W. D. Perley. Source
W.D. Perley was elected to the Northwest Territorial Council for Qu’Appelle in 1885.  In 1887, he was the first elected MP for the riding of East Assiniboia. After only two years, Perley resigned to accept an appointment to the Senate in 1889.  He served on the Senate until his death in 1909.

Banbury died at age 97 in 1955. Source
Edwin A. Banbury was the co-founder, along with his brother Robert, of the Beaver Lumber Company. His hotel venture provided him with the capital he needed to establish Banbury Bros. Lumber Company in the 1890s.  A series of mergers and takeovers with partners and competing firms led to the formation of one large lumber company in 1906.  A name was needed that had something to do with wood.  Edwin Banbury came up with "Beaver" which remained the company’s name until 1999, when it was taken over by Home Hardware. In 1886, Banbury married W. D. Perley’s daughter, Edith. They had eight children, three of whom died from diphtheria at a young age.
 
The Leland Hotel

Windsor Hotel on left, before the 1905 fire.
From Bridging the Past
In 1901, Robert E. and Eliza Hall built their first hotel, the Windsor, on the corner of Sherbrook and Front Streets. This wooden building burned down in 1905, along with most of the other buildings on the street. The Halls, who were among the first homesteaders in the Wolseley area, then set about building a new, three-storey brick hotel on Front Street, half a block west of their first hotel. 

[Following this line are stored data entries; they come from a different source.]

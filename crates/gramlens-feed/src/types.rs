//! Raw response shapes for the private feed API.
//!
//! Fields mirror the wire format and stay loose on purpose: the feed is an
//! unversioned API and records routinely omit counts, captions, or whole
//! media blocks. [`crate::normalize_post`] decides what is fatal.

use serde::Deserialize;

/// One raw post record from a user feed page.
#[derive(Debug, Clone, Deserialize)]
pub struct FeedItem {
    /// Opaque media id, e.g. `"3141592653589793238_787132"`.
    pub id: Option<String>,
    /// Shortcode used in public post URLs.
    pub code: Option<String>,
    pub like_count: Option<u64>,
    pub comment_count: Option<u64>,
    pub caption: Option<Caption>,
    /// Direct preview URL, present on some record shapes.
    pub thumbnail_url: Option<String>,
    /// Sized preview candidates, present on others.
    pub image_versions2: Option<ImageVersions>,
}

#[derive(Debug, Clone, Deserialize)]
pub struct Caption {
    pub text: Option<String>,
}

#[derive(Debug, Clone, Deserialize)]
pub struct ImageVersions {
    #[serde(default)]
    pub candidates: Vec<ImageCandidate>,
}

#[derive(Debug, Clone, Deserialize)]
pub struct ImageCandidate {
    pub url: Option<String>,
}

/// One page of a user's feed.
#[derive(Debug, Deserialize)]
pub struct UserFeedResponse {
    #[serde(default)]
    pub items: Vec<FeedItem>,
    pub next_max_id: Option<String>,
    #[serde(default)]
    pub more_available: bool,
}

/// Envelope for the `usernameinfo` endpoint.
#[derive(Debug, Deserialize)]
pub struct UserInfoResponse {
    pub user: UserInfo,
}

#[derive(Debug, Deserialize)]
pub struct UserInfo {
    /// Numeric user id the feed endpoint is keyed by.
    pub pk: u64,
    pub username: String,
}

Hotel Leland, centre, c. 1920. Image source
The Leland Hotel, as it was called, had distinctive arched windows on the second floor. The Halls had two children, Herbert and Pearl. Robert ran the hotel with the helped of his son. When Robert retired and moved to Victoria, the Leland was operated by Pearl and her husband, Charlie Corbett.

In the middle of the night on October 6, 1923, a fire broke out in the basement of the Leland Hotel. Within four hours, the hotel burned to the ground. All of the people inside the hotel at the time managed escaped with their lives. About half of the 30 occupants were guests – mainly commercial travellers; the rest were regular roomers, boarders and hotel staff. The building filled with dense smoke, and some people had great difficulty finding their way to an exit. The proprietors of the Leland, Pearl Corbett and her four children, were among the first to be rescued. Some of the hotel guests had to jump from the upper floors. Others lowered themselves from the windows of their rooms with ropes. One salesman crawled down the hall on his hands and knees, through the acrid smoke, only to fall down the stairs. He managed to get out the front door with only a few bruises. 

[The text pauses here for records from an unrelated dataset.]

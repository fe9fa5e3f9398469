use super::*;

fn base(url: &str) -> Url {
    Url::parse(url).expect("base url should parse")
}

#[test]
fn feed_page_url_without_cursor() {
    let url = FeedClient::feed_page_url(&base("https://i.instagram.com/api/v1/"), 787132, 10, None)
        .unwrap();
    assert_eq!(
        url.as_str(),
        "https://i.instagram.com/api/v1/feed/user/787132/?count=10"
    );
}

#[test]
fn feed_page_url_with_cursor() {
    let url = FeedClient::feed_page_url(
        &base("https://i.instagram.com/api/v1/"),
        787132,
        10,
        Some("3141592653589793238_787132"),
    )
    .unwrap();
    assert_eq!(
        url.as_str(),
        "https://i.instagram.com/api/v1/feed/user/787132/?count=10&max_id=3141592653589793238_787132"
    );
}

#[test]
fn join_url_appends_under_base_path() {
    let url = join_url(&base("http://127.0.0.1:9999/api/v1/"), "accounts/login/").unwrap();
    assert_eq!(url.as_str(), "http://127.0.0.1:9999/api/v1/accounts/login/");
}

#[test]
fn join_url_usernameinfo_path() {
    let url = join_url(
        &base("https://i.instagram.com/api/v1/"),
        "users/nintendo_jp/usernameinfo/",
    )
    .unwrap();
    assert_eq!(
        url.as_str(),
        "https://i.instagram.com/api/v1/users/nintendo_jp/usernameinfo/"
    );
}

Leland Hotel after the fire, 1923. From Bridging the Past
According to the Morning Leader, Frank Vincent, the postmaster for Wolseley who roomed on the hotel’s third floor, had the most spectacular escape. “Overcome by smoke in his bedroom he could only be reached by a couple of ladders,” the newspaper recounted. “The upper ladder was held from the top of the lower ladder by two men while the third assisted Mr. Vincent over the window sill and down the perilous upper ladder.”

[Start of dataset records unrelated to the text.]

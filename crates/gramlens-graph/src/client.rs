//! HTTP client for the Graph API business-discovery endpoint.
//!
//! Wraps `reqwest` with Graph-specific error handling and typed response
//! deserialization. Failed requests carry a JSON error envelope whose `code`
//! distinguishes undiscoverable handles from token and quota problems; the
//! envelope is surfaced as [`GraphError::NotDiscoverable`] or
//! [`GraphError::Api`].

use std::time::Duration;

use reqwest::{Client, Url};

use crate::error::GraphError;
use crate::types::{ApiError, BusinessDiscoveryResponse, ErrorEnvelope, GraphMedia};

const DEFAULT_BASE_URL: &str = "https://graph.facebook.com/v21.0/";

/// Error code the Graph API uses for handles that are not business accounts,
/// do not exist, or hide their media.
const CODE_NOT_DISCOVERABLE: i64 = 110;

/// Client for the Graph API business-discovery endpoint.
///
/// Use [`GraphClient::new`] for production or [`GraphClient::with_base_url`]
/// to point at a mock server in tests.
pub struct GraphClient {
    client: Client,
    base_url: Url,
    access_token: String,
}

impl GraphClient {
    /// Creates a new client pointed at the production Graph API.
    ///
    /// # Errors
    ///
    /// Returns [`GraphError::Http`] if the underlying `reqwest::Client`
    /// cannot be constructed.
    pub fn new(
        access_token: &str,
        timeout_secs: u64,
        user_agent: &str,
    ) -> Result<Self, GraphError> {
        Self::with_base_url(access_token, timeout_secs, user_agent, DEFAULT_BASE_URL)
    }

    /// Creates a new client with a custom base URL (for testing with wiremock).
    ///
    /// # Errors
    ///
    /// Returns [`GraphError::Http`] if the underlying `reqwest::Client`
    /// cannot be constructed, or [`GraphError::InvalidBaseUrl`] if `base_url`
    /// does not parse.
    pub fn with_base_url(
        access_token: &str,
        timeout_secs: u64,
        user_agent: &str,
        base_url: &str,
    ) -> Result<Self, GraphError> {
        let client = Client::builder()
            .timeout(Duration::from_secs(timeout_secs))
            .connect_timeout(Duration::from_secs(10))
            .user_agent(user_agent)
            .build()?;

        // Normalise: ensure the base URL ends with exactly one slash so the
        // user-id segment lands under it rather than replacing the version
        // segment.
        let normalised = format!("{}/", base_url.trim_end_matches('/'));
        let base_url = Url::parse(&normalised).map_err(|e| GraphError::InvalidBaseUrl {
            url: normalised.clone(),
            reason: e.to_string(),
        })?;

        Ok(Self {
            client,
            base_url,
            access_token: access_token.to_owned(),
        })
    }

    /// Fetches up to `count` recent media records for `handle` via the
    /// business-discovery expansion, issued on behalf of the token-holding
    /// business user `user_id`.
    ///
    /// The whole batch arrives in one response; there is no cursor to follow
    /// because `media.limit(count)` bounds the expansion server-side.
    ///
    /// # Errors
    ///
    /// - [`GraphError::NotDiscoverable`] — handle is not a business account.
    /// - [`GraphError::Api`] — any other Graph error envelope (bad token,
    ///   quota, permission).
    /// - [`GraphError::Http`] — network failure.
    /// - [`GraphError::UnexpectedStatus`] — non-2xx without an envelope.
    /// - [`GraphError::Deserialize`] — response does not match the expected
    ///   shape.
    pub async fn discover_recent_media(
        &self,
        user_id: &str,
        handle: &str,
        count: u32,
    ) -> Result<Vec<GraphMedia>, GraphError> {
        let url = self.discovery_url(user_id, handle, count)?;
        let response = self.client.get(url.clone()).send().await?;
        let status = response.status();
        let body = response.text().await?;

        if !status.is_success() {
            if let Ok(envelope) = serde_json::from_str::<ErrorEnvelope>(&body) {
                return Err(map_api_error(handle, &envelope.error));
            }
            return Err(GraphError::UnexpectedStatus {
                status: status.as_u16(),
                url: url.to_string(),
            });
        }

        let parsed: BusinessDiscoveryResponse =
            serde_json::from_str(&body).map_err(|e| GraphError::Deserialize {
                context: format!("business discovery for {handle}"),
                source: e,
            })?;

        let records = parsed
            .business_discovery
            .media
            .map(|connection| connection.data)
            .unwrap_or_default();

        tracing::debug!(handle, records = records.len(), "discovered recent media");

        Ok(records)
    }

    /// Builds the discovery URL with the field expansion for `handle` and
    /// the requested media fields.
    fn discovery_url(&self, user_id: &str, handle: &str, count: u32) -> Result<Url, GraphError> {
        let fields = format!(
            "business_discovery.username({handle}){{media.limit({count}){{id,permalink,caption,like_count,comments_count,media_url,thumbnail_url,media_type,timestamp}}}}"
        );

        let mut url = self
            .base_url
            .join(user_id)
            .map_err(|e| GraphError::InvalidBaseUrl {
                url: format!("{}{user_id}", self.base_url),
                reason: e.to_string(),
            })?;
        {
            let mut pairs = url.query_pairs_mut();
            pairs.append_pair("fields", &fields);
            pairs.append_pair("access_token", &self.access_token);
        }
        Ok(url)
    }
}

/// Maps a Graph error envelope to a typed error.
fn map_api_error(handle: &str, error: &ApiError) -> GraphError {
    let code = error.code.unwrap_or(-1);
    if code == CODE_NOT_DISCOVERABLE {
        return GraphError::NotDiscoverable {
            handle: handle.to_owned(),
        };
    }
    GraphError::Api {
        code,
        message: error
            .message
            .clone()
            .unwrap_or_else(|| "unknown error".to_string()),
    }
}

#[cfg(test)]
mod tests {
    use super::*;

    fn test_client(base_url: &str) -> GraphClient {
        GraphClient::with_base_url("test-token", 30, "gramlens-test/0.1", base_url)
            .expect("client construction should not fail")
    }

    #[test]
    fn discovery_url_encodes_field_expansion() {
        let client = test_client("https://graph.facebook.com/v21.0");
        let url = client
            .discovery_url("17841400000000000", "nintendo_jp", 10)
            .unwrap();
        assert!(url
            .as_str()
            .starts_with("https://graph.facebook.com/v21.0/17841400000000000?fields="));

        let (_, fields) = url
            .query_pairs()
            .find(|(k, _)| k == "fields")
            .expect("fields param present");
        assert_eq!(
            fields,
            "business_discovery.username(nintendo_jp){media.limit(10){id,permalink,caption,like_count,comments_count,media_url,thumbnail_url,media_type,timestamp}}"
        );
    }

    #[test]
    fn discovery_url_carries_access_token() {
        let client = test_client("https://graph.facebook.com/v21.0/");
        let url = client.discovery_url("17841400000000000", "sony", 5).unwrap();
        let (_, token) = url
            .query_pairs()
            .find(|(k, _)| k == "access_token")
            .expect("access_token param present");
        assert_eq!(token, "test-token");
    }

    #[test]
    fn map_api_error_distinguishes_undiscoverable() {
        let error = ApiError {
            message: Some("(#110) Username is not available".to_string()),
            code: Some(110),
            kind: Some("OAuthException".to_string()),
        };
        let mapped = map_api_error("ghost", &error);
        assert!(
            matches!(mapped, GraphError::NotDiscoverable { ref handle } if handle == "ghost"),
            "expected NotDiscoverable, got: {mapped:?}"
        );
    }

    #[test]
    fn map_api_error_passes_through_other_codes() {
        let error = ApiError {
            message: Some("Invalid OAuth access token".to_string()),
            code: Some(190),
            kind: Some("OAuthException".to_string()),
        };
        let mapped = map_api_error("sony", &error);
        match mapped {
            GraphError::Api { code, message } => {
                assert_eq!(code, 190);
                assert!(message.contains("access token"));
            }
            other => panic!("expected Api, got: {other:?}"),
        }
    }
}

The heroine of the disaster was Gladys Macdonald, the night telephone operator in the telephone building at the rear of the hotel. She called the police and fire brigade, and then stuck to her post throughout the conflagration, while “every minute the telephone building was threatened with destruction by the flames and was enveloped with dense smoke for hours.”  None of the contents of the hotel was saved. People lost everything except the pajamas they were wearing as they escaped the blaze. Click here to read the full story of the fire on page page 12 of the Morning Leader.

The new Leland in the former Empire Hotel building. From Bridging the Past
After the fire, the Corbetts and Grandma [Eliza] Hall bought the Empire Hotel and renamed it the Leland Hotel. This hotel was purchased by Victor Hunter and family in 1971. Vic Hunter was still the owner in 2010.